Work request:
Filter the entries below, keeping only lines with the word "spans".

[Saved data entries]
──────────────────────────────

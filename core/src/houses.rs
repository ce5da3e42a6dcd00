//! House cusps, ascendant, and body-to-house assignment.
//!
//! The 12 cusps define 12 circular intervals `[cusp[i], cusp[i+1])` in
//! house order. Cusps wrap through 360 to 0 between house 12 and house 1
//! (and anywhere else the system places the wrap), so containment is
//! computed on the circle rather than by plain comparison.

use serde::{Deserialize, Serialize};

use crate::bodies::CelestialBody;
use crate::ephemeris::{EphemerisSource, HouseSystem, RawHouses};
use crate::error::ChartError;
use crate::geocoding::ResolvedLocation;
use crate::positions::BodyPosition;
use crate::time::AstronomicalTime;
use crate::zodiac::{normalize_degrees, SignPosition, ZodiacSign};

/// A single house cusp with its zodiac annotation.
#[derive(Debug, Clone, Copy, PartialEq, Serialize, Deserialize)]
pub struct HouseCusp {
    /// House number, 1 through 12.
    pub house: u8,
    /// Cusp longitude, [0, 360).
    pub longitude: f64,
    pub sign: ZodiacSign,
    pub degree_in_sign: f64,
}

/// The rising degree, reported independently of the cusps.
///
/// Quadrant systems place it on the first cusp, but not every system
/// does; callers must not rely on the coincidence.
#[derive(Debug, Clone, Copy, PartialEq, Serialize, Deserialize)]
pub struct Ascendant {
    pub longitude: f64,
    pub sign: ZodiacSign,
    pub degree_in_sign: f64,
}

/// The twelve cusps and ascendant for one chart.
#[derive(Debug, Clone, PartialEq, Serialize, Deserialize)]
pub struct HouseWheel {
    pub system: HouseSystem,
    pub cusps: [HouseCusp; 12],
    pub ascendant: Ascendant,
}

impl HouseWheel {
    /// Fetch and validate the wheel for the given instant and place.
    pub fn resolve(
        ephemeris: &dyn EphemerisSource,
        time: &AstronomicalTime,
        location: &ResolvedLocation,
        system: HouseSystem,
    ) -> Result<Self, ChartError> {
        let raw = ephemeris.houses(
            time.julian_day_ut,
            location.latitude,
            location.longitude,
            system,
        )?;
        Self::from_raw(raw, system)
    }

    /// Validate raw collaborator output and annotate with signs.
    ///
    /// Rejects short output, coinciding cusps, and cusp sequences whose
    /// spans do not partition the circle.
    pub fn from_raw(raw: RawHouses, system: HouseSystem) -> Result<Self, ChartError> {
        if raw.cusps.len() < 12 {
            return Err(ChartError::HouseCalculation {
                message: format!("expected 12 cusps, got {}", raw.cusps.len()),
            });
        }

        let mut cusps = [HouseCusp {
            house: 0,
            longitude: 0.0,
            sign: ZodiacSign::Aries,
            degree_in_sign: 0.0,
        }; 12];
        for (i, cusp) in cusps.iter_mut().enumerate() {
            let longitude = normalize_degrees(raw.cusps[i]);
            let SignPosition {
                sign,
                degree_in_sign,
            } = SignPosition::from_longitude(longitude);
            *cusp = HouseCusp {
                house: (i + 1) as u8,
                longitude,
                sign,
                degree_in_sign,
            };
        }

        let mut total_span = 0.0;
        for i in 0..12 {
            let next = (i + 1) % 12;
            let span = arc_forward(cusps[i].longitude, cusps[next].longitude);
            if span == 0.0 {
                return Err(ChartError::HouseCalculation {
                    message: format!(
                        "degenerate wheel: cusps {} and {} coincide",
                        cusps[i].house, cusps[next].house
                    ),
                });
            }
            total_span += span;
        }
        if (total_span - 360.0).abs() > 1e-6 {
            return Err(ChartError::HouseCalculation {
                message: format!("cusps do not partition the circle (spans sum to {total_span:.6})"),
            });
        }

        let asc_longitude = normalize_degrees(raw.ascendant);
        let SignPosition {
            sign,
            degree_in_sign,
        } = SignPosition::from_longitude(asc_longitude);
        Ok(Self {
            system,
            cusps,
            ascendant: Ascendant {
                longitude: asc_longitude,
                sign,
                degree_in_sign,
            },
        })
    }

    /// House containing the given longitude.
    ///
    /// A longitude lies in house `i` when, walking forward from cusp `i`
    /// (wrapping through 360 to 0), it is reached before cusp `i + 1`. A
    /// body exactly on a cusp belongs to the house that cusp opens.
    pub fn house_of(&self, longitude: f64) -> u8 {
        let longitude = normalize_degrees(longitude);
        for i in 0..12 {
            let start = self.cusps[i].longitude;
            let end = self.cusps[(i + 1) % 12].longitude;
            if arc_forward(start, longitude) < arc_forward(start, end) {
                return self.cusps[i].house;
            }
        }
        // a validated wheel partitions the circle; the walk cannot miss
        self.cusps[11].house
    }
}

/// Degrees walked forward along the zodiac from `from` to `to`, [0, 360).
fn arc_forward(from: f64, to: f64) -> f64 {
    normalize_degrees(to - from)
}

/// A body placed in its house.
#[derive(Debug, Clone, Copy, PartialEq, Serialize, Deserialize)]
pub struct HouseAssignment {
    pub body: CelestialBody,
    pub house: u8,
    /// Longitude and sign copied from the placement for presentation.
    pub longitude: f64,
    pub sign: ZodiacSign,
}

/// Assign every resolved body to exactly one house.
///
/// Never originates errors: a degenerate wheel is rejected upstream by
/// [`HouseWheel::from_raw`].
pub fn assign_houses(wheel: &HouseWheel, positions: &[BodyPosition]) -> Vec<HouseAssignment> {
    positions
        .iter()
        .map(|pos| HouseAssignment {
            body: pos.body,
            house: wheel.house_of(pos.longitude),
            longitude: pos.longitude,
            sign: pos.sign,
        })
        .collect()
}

──────────────────────────────

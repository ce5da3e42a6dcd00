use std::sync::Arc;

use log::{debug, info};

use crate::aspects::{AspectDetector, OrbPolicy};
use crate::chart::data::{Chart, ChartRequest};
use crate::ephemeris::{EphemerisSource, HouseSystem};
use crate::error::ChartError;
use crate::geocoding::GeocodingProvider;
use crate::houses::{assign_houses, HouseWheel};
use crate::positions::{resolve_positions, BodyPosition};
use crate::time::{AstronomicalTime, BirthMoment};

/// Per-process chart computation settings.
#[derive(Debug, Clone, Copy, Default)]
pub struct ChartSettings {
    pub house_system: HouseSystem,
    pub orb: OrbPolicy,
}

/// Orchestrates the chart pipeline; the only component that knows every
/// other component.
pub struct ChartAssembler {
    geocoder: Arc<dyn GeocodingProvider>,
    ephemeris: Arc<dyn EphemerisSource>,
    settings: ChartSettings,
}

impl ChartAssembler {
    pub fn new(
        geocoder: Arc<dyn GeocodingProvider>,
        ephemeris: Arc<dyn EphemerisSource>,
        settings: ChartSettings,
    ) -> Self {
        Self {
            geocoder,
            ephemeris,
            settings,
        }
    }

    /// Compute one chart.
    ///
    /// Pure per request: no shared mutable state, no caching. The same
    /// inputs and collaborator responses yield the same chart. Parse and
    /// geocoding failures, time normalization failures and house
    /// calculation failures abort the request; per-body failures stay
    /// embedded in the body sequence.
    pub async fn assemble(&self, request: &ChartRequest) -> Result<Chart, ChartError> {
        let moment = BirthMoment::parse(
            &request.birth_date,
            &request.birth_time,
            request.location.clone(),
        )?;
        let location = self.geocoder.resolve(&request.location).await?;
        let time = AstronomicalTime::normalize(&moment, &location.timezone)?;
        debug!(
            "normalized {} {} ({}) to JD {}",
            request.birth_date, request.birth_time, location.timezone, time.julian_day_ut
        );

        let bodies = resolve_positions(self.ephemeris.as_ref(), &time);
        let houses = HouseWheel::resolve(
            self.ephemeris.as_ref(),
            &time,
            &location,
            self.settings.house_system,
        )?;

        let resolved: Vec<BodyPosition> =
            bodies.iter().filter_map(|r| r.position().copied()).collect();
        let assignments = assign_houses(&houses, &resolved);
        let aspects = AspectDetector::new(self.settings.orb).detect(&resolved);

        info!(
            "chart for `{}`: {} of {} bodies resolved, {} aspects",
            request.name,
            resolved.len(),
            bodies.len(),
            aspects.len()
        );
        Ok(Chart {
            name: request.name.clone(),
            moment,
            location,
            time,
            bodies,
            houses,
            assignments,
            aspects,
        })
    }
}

──────────────────────────────

Output:
    /// spans do not partition the circle.
                message: format!("cusps do not partition the circle (spans sum to {total_span:.6})"),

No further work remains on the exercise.